Free Writing Prospectus

Registration Statement No. 333-194398

Filed Pursuant to Rule 433

Supplementing the Preliminary

Prospectus Supplement

Dated September 23, 2016

(To Prospectus dated March 7, 2014)

Pricing Term Sheet

3.500% Senior Notes due 2026 (the “Notes”)

The information in this pricing term sheet relates only to the offering of Notes (the “Notes Offering”) and should be read together with (i) the preliminary prospectus supplement dated September 23, 2016 relating to the Notes Offering, including the documents incorporated by reference therein, and (ii) the related base prospectus dated March 7, 2014, each filed pursuant to Rule 424(b) under the Securities Act of 1933, as amended, Registration Statement No. 333-194398.

 

Issuer:

     Flowers Foods, Inc.

Security:

     3.500% Senior Notes due 2026

Offering Format:

     SEC Registered

Principal Amount:

     $400,000,000

Maturity Date:

     October 1, 2026

Coupon:

     3.500% per year

Interest Payment Dates:

     Semiannually on April 1 and October 1, commencing on April 1, 2017

Interest Rate Adjustment:

     The interest rate on the Notes is subject to adjustment as described in the Preliminary Prospectus Supplement

Spread to Benchmark Treasury:

     195 bps

Benchmark Treasury:

     1.500% due August 15, 2026

Benchmark Treasury Yield:

     1.613%

Benchmark Treasury Price:

     98-31

Yield to Maturity:

     3.563%

Price to Public:

     99.473% of principal amount

Redemption Provisions:

    

Make-Whole Call:

     Prior to July 1, 2026, Treasury plus 30 bps

Par Call:

     At any time on or after July 1, 2026


Change of Control:

     Upon the occurrence of a change of control triggering event, we may be required to offer to repurchase all or a portion of the Notes at a price equal to 101% of principal plus accrued and unpaid interest to, but excluding, the repurchase date

Day Count Convention:

     30/360

Trade Date:

     September 23, 2016

Settlement Date:

     September 28, 2016 (T+3)

CUSIP / ISIN:

     343498AB7 / US343498AB75

Denominations:

     $2,000 x $1,000

Expected Ratings*:

    

Baa2 Stable Outlook by Moody’s Investors Service, Inc.

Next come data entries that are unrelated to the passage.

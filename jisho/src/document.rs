//! Assembly of a [`KanjiRecord`] from a complete kanji page.

use tracing::{debug, warn};

use crate::extract::{compound_examples, parts, radical, readings};
use crate::markers::{
    GRADE_END, GRADE_START, LEVEL_END, LEVEL_START, MEANING_END, MEANING_START, STROKE_COUNT_END,
    STROKE_COUNT_START, kanji_glyph_heading,
};
use crate::scan::{between, int_between};
use crate::{CompoundExample, KanjiDetails, KanjiRecord, ReadingClass};

/// Returns whether `html` is the page of exactly `kanji`.
#[must_use]
pub fn contains_kanji_glyph(html: &str, kanji: &str) -> bool {
    html.contains(&kanji_glyph_heading(kanji))
}

/// Parses the kanji page `html` into a record for `kanji`.
///
/// If the page does not carry the heading for `kanji`, the returned record is marked as not
/// found and nothing else is extracted. Otherwise every field is extracted independently; a
/// section missing from the page leaves the corresponding field empty.
///
/// This never fails. Compound lists that are present but malformed are logged and left empty.
#[must_use]
pub fn parse_kanji_page(html: &str, kanji: &str) -> KanjiRecord {
    if !contains_kanji_glyph(html, kanji) {
        debug!(%kanji, "page does not contain kanji heading");

        return KanjiRecord::not_found(kanji);
    }

    let details = KanjiDetails {
        grade_number: int_between(html, GRADE_START, GRADE_END),
        level: between(html, LEVEL_START, LEVEL_END).filter(|s| !s.is_empty()),
        stroke_count: int_between(html, STROKE_COUNT_START, STROKE_COUNT_END),
        meaning: between(html, MEANING_START, MEANING_END).filter(|s| !s.is_empty()),
        kunyomi: readings(html, ReadingClass::Kunyomi),
        onyomi: readings(html, ReadingClass::Onyomi),
        onyomi_examples: examples_or_empty(html, ReadingClass::Onyomi),
        kunyomi_examples: examples_or_empty(html, ReadingClass::Kunyomi),
        radical: radical(html),
        parts: parts(html),
    };

    debug!(
        %kanji,
        num_kunyomi = details.kunyomi.len(),
        num_onyomi = details.onyomi.len(),
        num_parts = details.parts.len(),
        "parsed kanji page"
    );

    KanjiRecord::found(kanji, details)
}

fn examples_or_empty(html: &str, class: ReadingClass) -> Vec<CompoundExample> {
    compound_examples(html, class).unwrap_or_else(|err| {
        warn!(?class, %err, "compound list does not match the expected layout");

        vec![]
    })
}
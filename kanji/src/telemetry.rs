use opentelemetry::InstrumentationScope;
use opentelemetry::trace::TracerProvider;
use opentelemetry_sdk::Resource;
use opentelemetry_sdk::trace::SdkTracerProvider;
use tracing::{debug, warn};
use tracing_subscriber::{EnvFilter, Layer, layer::SubscriberExt, util::SubscriberInitExt};

use crate::Error;
use crate::config::{LogFormat, TracingConfig};

/// Flushes exported spans when dropped.
///
/// Keep this alive until the program is about to exit.
#[must_use]
pub struct TracingGuard {
    provider: Option<SdkTracerProvider>,
}

impl Drop for TracingGuard {
    fn drop(&mut self) {
        if let Some(provider) = self.provider.take()
            && let Err(err) = provider.shutdown()
        {
            warn!(%err, "could not flush spans");
        }
    }
}

fn tracer_provider() -> Result<SdkTracerProvider, Error> {
    let otlp_exporter = opentelemetry_otlp::SpanExporter::builder()
        .with_http()
        .build()
        .map_err(|err| Error::Tracing(format!("building otlp http exporter failed: {err}")))?;

    let provider = SdkTracerProvider::builder()
        .with_batch_exporter(otlp_exporter)
        .with_resource(
            Resource::builder()
                .with_service_name(env!("CARGO_PKG_NAME"))
                .build(),
        )
        .build();

    Ok(provider)
}

/// Returns the log filter, preferring `RUST_LOG` over the configured directives.
fn env_filter(tracing: &TracingConfig) -> EnvFilter {
    EnvFilter::try_from_default_env().unwrap_or_else(|_| EnvFilter::new(&tracing.filter))
}

/// Installs the global subscriber.
///
/// Log lines go to stderr so they never mix with results on stdout. When `tracing.enabled` is
/// set, spans are also exported over OTLP/HTTP.
///
/// # Errors
///
/// Returns [`Error::Tracing`] if the exporter cannot be built or a global subscriber is already
/// installed.
pub fn try_init(tracing: &TracingConfig) -> Result<TracingGuard, Error> {
    let provider = if tracing.enabled {
        Some(tracer_provider()?)
    } else {
        None
    };

    let telemetry_layer = provider.as_ref().map(|provider| {
        let scope = InstrumentationScope::builder(env!("CARGO_PKG_NAME"))
            .with_version(env!("CARGO_PKG_VERSION"))
            .with_schema_url("https://opentelemetry.io/schema/1.0.0")
            .build();
        let tracer = provider.tracer_with_scope(scope);

        tracing_opentelemetry::layer().with_tracer(tracer)
    });

    let stderr_layer = match tracing.format {
        LogFormat::Json => tracing_subscriber::fmt::layer()
            .json()
            .with_writer(std::io::stderr)
            .boxed(),
        LogFormat::Pretty => tracing_subscriber::fmt::layer()
            .with_writer(std::io::stderr)
            .boxed(),
    };

    tracing_subscriber::registry()
        .with(env_filter(tracing))
        .with(telemetry_layer)
        .with(stderr_layer)
        .try_init()
        .map_err(|err| Error::Tracing(err.to_string()))?;

    debug!(otlp = tracing.enabled, format = ?tracing.format, "tracing initialized");

    Ok(TracingGuard { provider })
}
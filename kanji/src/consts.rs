use std::time::Duration;

/// The `User-Agent` header to send when issuing HTTP requests.
pub const HTTP_USER_AGENT: &str = concat!(env!("CARGO_PKG_NAME"), "/", env!("CARGO_PKG_VERSION"));

/// The duration before a HTTP request times out.
pub const HTTP_TIMEOUT: Duration = Duration::from_secs(10);

/// The config file that is read when no path is given on the command line.
pub const DEFAULT_CONFIG_PATH: &str = "kanji.toml";

/// Prefix of environment variables that override configuration values.
pub const ENV_PREFIX: &str = "KANJI_";

/// Log filter used when neither the config nor `RUST_LOG` specify one.
pub const DEFAULT_LOG_FILTER: &str = "kanji=warn,jisho=warn";
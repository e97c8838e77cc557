//! Text-scanning primitives.
//!
//! These operate on plain string slices and never allocate more than the value they return.
//! Nothing here knows about the structure of a kanji page; the landmarks are passed in by the
//! extractors.

use std::borrow::Cow;
use std::ops::Range;

use tracing::trace;

use crate::markers::ANCHOR_CLOSE;

/// Removes every line break (`\r\n`, `\r` and `\n`) from `s` and trims the remaining leading and
/// trailing whitespace.
///
/// # Example
///
/// ```rust
/// use jisho::scan::super_trim;
///
/// assert_eq!(super_trim("  sun,\r\n day \n"), "sun, day");
/// ```
#[must_use]
pub fn super_trim(s: &str) -> String {
    let joined: String = s.chars().filter(|&c| c != '\r' && c != '\n').collect();

    joined.trim().to_string()
}

/// Returns the byte range of `text` that lies strictly between the first occurrence of `start`
/// and the next occurrence of `end` after it.
///
/// Returns `None` if `start` does not occur, or if `end` does not occur after it.
#[must_use]
pub fn window(text: &str, start: &str, end: &str) -> Option<Range<usize>> {
    let from = text.find(start)? + start.len();
    let to = from + text[from..].find(end)?;

    Some(from..to)
}

/// Returns the trimmed text between `start` and the following `end`, with all line breaks
/// removed.
///
/// # Example
///
/// ```rust
/// use jisho::scan::between;
///
/// let html = "<strong>\n 4 \n</strong> strokes";
///
/// assert_eq!(between(html, "<strong>", "</strong>"), Some("4".to_string()));
/// assert_eq!(between(html, "<em>", "</em>"), None);
/// ```
#[must_use]
pub fn between(text: &str, start: &str, end: &str) -> Option<String> {
    window(text, start, end).map(|range| super_trim(&text[range]))
}

/// Returns the integer found between `start` and `end`.
///
/// The window is parsed liberally: only its longest leading run of decimal digits is used, so
/// `"12 strokes"` yields `12`. A window without leading digits yields `None`.
#[must_use]
pub fn int_between(text: &str, start: &str, end: &str) -> Option<u32> {
    between(text, start, end).and_then(|s| parse_leading_int(&s))
}

/// Parses the longest leading decimal prefix of `s`, after skipping leading whitespace and an
/// optional `+` sign.
///
/// A prefix too large for a `u32` saturates at [`u32::MAX`].
#[must_use]
pub fn parse_leading_int(s: &str) -> Option<u32> {
    let s = s.trim_start();
    let s = s.strip_prefix('+').unwrap_or(s);
    let digits = s.bytes().take_while(u8::is_ascii_digit).count();

    if digits == 0 {
        return None;
    }

    Some(s[..digits].parse().unwrap_or(u32::MAX))
}

/// Returns the visible text of each element in a flat list of anchors, in document order.
///
/// Each element's text runs from the first `>` to the next `<`, so an element with nested markup
/// only contributes the text in front of its first nested tag. After every element the scan
/// continues behind the next `</a>`.
///
/// # Example
///
/// ```rust
/// use jisho::scan::anchor_texts;
///
/// let fragment = r#"<a href="/x">ひ</a>、 <a href="/y">か</a>"#;
///
/// assert_eq!(anchor_texts(fragment), vec!["ひ", "か"]);
/// ```
#[must_use]
pub fn anchor_texts(fragment: &str) -> Vec<String> {
    let mut rest = fragment;
    let mut texts = Vec::new();

    while rest.contains('<') {
        if let Some(text) = between(rest, ">", "<") {
            texts.push(text);
        }

        match rest.find(ANCHOR_CLOSE) {
            Some(idx) => rest = &rest[idx + ANCHOR_CLOSE.len()..],
            None => break,
        }
    }

    texts
}

/// Decodes the predefined XML entities (`&amp;`, `&lt;`, `&gt;`, `&quot;`, `&apos;`) and numeric
/// character references in `s`.
///
/// Each `&...;` span is resolved on its own. Unknown entities, and ampersands that do not start
/// an entity, are kept verbatim.
///
/// # Example
///
/// ```rust
/// use jisho::scan::decode_entities;
///
/// assert_eq!(decode_entities("AT&T &amp; co&nbsp;"), "AT&T & co&nbsp;");
/// ```
#[must_use]
pub fn decode_entities(s: &str) -> Cow<'_, str> {
    if !s.contains('&') {
        return Cow::Borrowed(s);
    }

    let mut decoded = String::with_capacity(s.len());
    let mut rest = s;

    while let Some(idx) = rest.find('&') {
        decoded.push_str(&rest[..idx]);

        let body = &rest[idx + 1..];
        let resolved = body
            .find(';')
            .and_then(|semi| resolve_entity(&body[..semi]).map(|value| (value, semi + 1)));

        match resolved {
            Some((value, len)) => {
                decoded.push_str(&value);
                rest = &body[len..];
            }
            None => {
                let offset = s.len() - rest.len() + idx;
                trace!(input = %s, offset, "keeping unresolved ampersand");

                decoded.push('&');
                rest = body;
            }
        }
    }

    decoded.push_str(rest);

    Cow::Owned(decoded)
}

/// Resolves the name between `&` and `;` to its replacement text.
fn resolve_entity(name: &str) -> Option<Cow<'static, str>> {
    if let Some(number) = name.strip_prefix('#') {
        let (digits, radix) = match number.strip_prefix(['x', 'X']) {
            Some(hex) => (hex, 16),
            None => (number, 10),
        };
        if !digits.chars().all(|c| c.is_digit(radix)) {
            return None;
        }
        let code = u32::from_str_radix(digits, radix).ok()?;

        return char::from_u32(code).map(|c| Cow::Owned(c.to_string()));
    }

    quick_xml::escape::resolve_predefined_entity(name).map(Cow::Borrowed)
}

#[cfg(test)]
mod tests {
    use rstest::rstest;

    use super::*;

    #[test]
    fn window_requires_end_after_start() {
        let text = "</b> <b>bold";

        assert_eq!(window(text, "<b>", "</b>"), None);
        assert_eq!(window("<b>bold</b>", "<b>", "</b>"), Some(3..7));
    }

    #[test]
    fn window_uses_first_start_marker() {
        let text = "[a] [b]";

        assert_eq!(between(text, "[", "]"), Some("a".to_string()));
    }

    #[test]
    fn between_removes_embedded_newlines() {
        let text = "<div>\n  one\r\ntwo  \n</div>";

        assert_eq!(between(text, "<div>", "</div>"), Some("onetwo".to_string()));
    }

    #[test]
    fn between_keeps_empty_windows() {
        assert_eq!(between("<p></p>", "<p>", "</p>"), Some(String::new()));
    }

    #[rstest]
    #[case("12", Some(12))]
    #[case("  7 strokes", Some(7))]
    #[case("+3", Some(3))]
    #[case("grade", None)]
    #[case("", None)]
    #[case("-1", None)]
    #[case("99999999999", Some(u32::MAX))]
    #[case("4294967295 strokes", Some(u32::MAX))]
    fn parses_leading_integers(#[case] input: &str, #[case] expected: Option<u32>) {
        assert_eq!(parse_leading_int(input), expected);
    }

    #[test]
    fn int_between_reads_window() {
        let html = "taught in <strong>grade 2</strong>";

        assert_eq!(int_between(html, "<strong>grade ", "</strong>"), Some(2));
        assert_eq!(int_between(html, "<strong>", "</strong>"), None);
        assert_eq!(int_between(html, "<em>", "</em>"), None);
    }

    #[test]
    fn anchor_texts_stops_at_nested_tags() {
        let fragment = r#"">あ<small>(ノ)</small></a> <a href="/i">イ</a>"#;

        assert_eq!(anchor_texts(fragment), vec!["あ", "イ"]);
    }

    #[test]
    fn anchor_texts_advances_by_anchor_close() {
        // Stepping past the nested `</b>` instead of `</a>` would lose "c".
        let fragment = r#"<a href="1"><b>a</b></a><a href="2">c</a>"#;

        assert_eq!(anchor_texts(fragment), vec!["", "c"]);
    }

    #[test]
    fn anchor_texts_ignores_separators() {
        let fragment = "<a href=\"/1\">ニチ</a>、\n<a href=\"/2\">ジツ</a>\n";

        assert_eq!(anchor_texts(fragment), vec!["ニチ", "ジツ"]);
    }

    #[test]
    fn anchor_texts_on_plain_text() {
        assert!(anchor_texts("no markup here").is_empty());
        assert!(anchor_texts("").is_empty());
    }

    #[test]
    fn anchor_texts_without_closing_anchor() {
        assert_eq!(anchor_texts("<a href=\"/1\">ひ"), Vec::<String>::new());
        assert_eq!(anchor_texts("<a href=\"/1\">ひ<"), vec!["ひ"]);
    }

    #[rstest]
    #[case("&quot;test&quot;", "\"test\"")]
    #[case("salt &amp; pepper", "salt & pepper")]
    #[case("&lt;b&gt;", "<b>")]
    #[case("&#26085;", "日")]
    #[case("plain", "plain")]
    #[case("&nbsp;unknown", "&nbsp;unknown")]
    #[case("salt &amp; pepper&nbsp;mix", "salt & pepper&nbsp;mix")]
    #[case("AT&T &amp; co", "AT&T & co")]
    #[case("&#x65E5;&#X672C;", "日本")]
    #[case("a & b", "a & b")]
    #[case("&amp", "&amp")]
    #[case("&#xD800;&lt;", "&#xD800;<")]
    #[case("&;&#;", "&;&#;")]
    #[case("&#+65;&#65;", "&#+65;A")]
    fn decodes_entities(#[case] input: &str, #[case] expected: &str) {
        assert_eq!(decode_entities(input), expected);
    }
}
//! Structured types
#[cfg(feature = "serde")]
use serde::{Deserialize, Serialize};

/// One of the two phonetic reading systems of a kanji.
#[derive(Debug, Clone, Copy, PartialEq, Eq, Hash)]
#[cfg_attr(feature = "serde", derive(Serialize, Deserialize))]
#[cfg_attr(feature = "serde", serde(rename_all = "lowercase"))]
pub enum ReadingClass {
    /// Sino-Japanese reading (音読み).
    Onyomi,
    /// Native Japanese reading (訓読み).
    Kunyomi,
}

impl ReadingClass {
    /// Returns the symbol that the page uses to label this reading class.
    #[must_use]
    pub const fn locator(self) -> &'static str {
        match self {
            ReadingClass::Onyomi => "On",
            ReadingClass::Kunyomi => "Kun",
        }
    }
}

/// Result of looking up a single kanji.
///
/// `details` is only present when the page contained the kanji, and `found` always mirrors that.
/// Use [`KanjiRecord::not_found`] and [`KanjiRecord::found`] to construct one.
///
/// # HTML Source
/// Parsed from a complete jisho.org kanji page
#[derive(Debug, Clone, PartialEq, Eq)]
#[cfg_attr(feature = "serde", derive(Serialize, Deserialize))]
#[cfg_attr(feature = "serde", serde(rename_all = "camelCase"))]
pub struct KanjiRecord {
    /// The kanji that was looked up.
    pub query: String,
    /// Whether the page describes `query`.
    pub found: bool,
    /// Extracted dictionary data, if found.
    #[cfg_attr(feature = "serde", serde(flatten))]
    pub details: Option<KanjiDetails>,
    /// URL of the stroke order diagram. Derived from `query` alone.
    pub stroke_order_diagram_uri: String,
}

/// Dictionary data for a kanji that was found on its page.
#[derive(Debug, Clone, Default, PartialEq, Eq)]
#[cfg_attr(feature = "serde", derive(Serialize, Deserialize))]
#[cfg_attr(feature = "serde", serde(rename_all = "camelCase"))]
pub struct KanjiDetails {
    /// School grade the kanji is taught in.
    ///
    /// Parsed from `taught in <strong>grade N</strong>`
    pub grade_number: Option<u32>,
    /// Label of the level the kanji is taught at, e.g. "grade 1" or "junior high".
    pub level: Option<String>,
    /// Number of strokes.
    ///
    /// Parsed from `<strong>N</strong> strokes`
    pub stroke_count: Option<u32>,
    /// English meanings, comma separated as shown on the page.
    pub meaning: Option<String>,
    /// Kun readings in page order.
    pub kunyomi: Vec<String>,
    /// On readings in page order.
    pub onyomi: Vec<String>,
    /// Compounds that use the on reading.
    pub onyomi_examples: Vec<CompoundExample>,
    /// Compounds that use the kun reading.
    pub kunyomi_examples: Vec<CompoundExample>,
    /// Semantic radical, if the page lists one.
    pub radical: Option<Radical>,
    /// Component parts in page order.
    pub parts: Vec<String>,
}

/// A word that uses the kanji, with its reading and English gloss.
///
/// # HTML Source
/// Parsed from `<li>` blocks below the `<h2>On reading compounds</h2>` and
/// `<h2>Kun reading compounds</h2>` headings
#[derive(Debug, Clone, PartialEq, Eq)]
#[cfg_attr(feature = "serde", derive(Serialize, Deserialize))]
pub struct CompoundExample {
    /// The compound as written, e.g. "日本"
    pub example: String,
    /// Reading of the compound without the 【】 brackets, e.g. "ニホン"
    pub reading: String,
    /// English gloss with entities decoded
    pub meaning: String,
}

/// The radical a kanji is classified under.
///
/// # HTML Source
/// Parsed from `<span class="radical_meaning">` and the text that follows it
#[derive(Debug, Clone, PartialEq, Eq)]
#[cfg_attr(feature = "serde", derive(Serialize, Deserialize))]
pub struct Radical {
    /// The radical glyph
    pub symbol: String,
    /// The radical's meaning, e.g. "sun, day"
    pub meaning: String,
}

impl KanjiRecord {
    /// Returns a record for a kanji the page does not describe.
    #[must_use]
    pub fn not_found(query: &str) -> KanjiRecord {
        KanjiRecord {
            query: query.to_string(),
            found: false,
            details: None,
            stroke_order_diagram_uri: crate::uri::stroke_order_diagram_uri(query),
        }
    }

    /// Returns a record for a kanji with the given extracted `details`.
    #[must_use]
    pub fn found(query: &str, details: KanjiDetails) -> KanjiRecord {
        KanjiRecord {
            query: query.to_string(),
            found: true,
            details: Some(details),
            stroke_order_diagram_uri: crate::uri::stroke_order_diagram_uri(query),
        }
    }

    /// Parses a kanji page and returns the record for `kanji`.
    ///
    /// This is equivalent to calling [`parse_kanji_page`](crate::parse_kanji_page).
    #[must_use]
    pub fn from_html(html: impl AsRef<str>, kanji: &str) -> KanjiRecord {
        crate::document::parse_kanji_page(html.as_ref(), kanji)
    }
}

BBB Stable Outlook by Standard & Poor’s Ratings Services

BBB Negative Outlook by Fitch Ratings

Joint Book-Running Managers:

    

Deutsche Bank Securities Inc.

Wells Fargo Securities, LLC

RBC Capital Markets, LLC

SunTrust Robinson Humphrey, Inc.

 

* Note: A securities rating is not a recommendation to buy, sell or hold these Notes. Each rating may be subject to revision or withdrawal at any time, and should be evaluated independently of any other rating.

The issuer has filed a registration statement, a prospectus, and a prospectus supplement with the U.S. Securities and Exchange Commission (SEC) for the offering to which this communication relates. Before you invest, you should read the prospectus and the prospectus supplement and other documents the issuer has filed with the SEC for more complete information about the issuer and this offering.

You may get these documents for free by visiting EDGAR on the SEC Web site at www.sec.gov. Alternatively, the issuer, any underwriter or any dealer participating in the offering will arrange to send you the prospectus and the prospectus supplement if you request them by calling Deutsche Bank Securities Inc. at 1 (800) 503-4611 and Wells Fargo Securities, LLC toll free at 1 (800) 645-3751.

Any legends, disclaimers or other notices that may appear below are not applicable to this communication and should be disregarded. Such legends, disclaimers or other notices have been automatically generated as a result of this communication having been sent via Bloomberg or another system.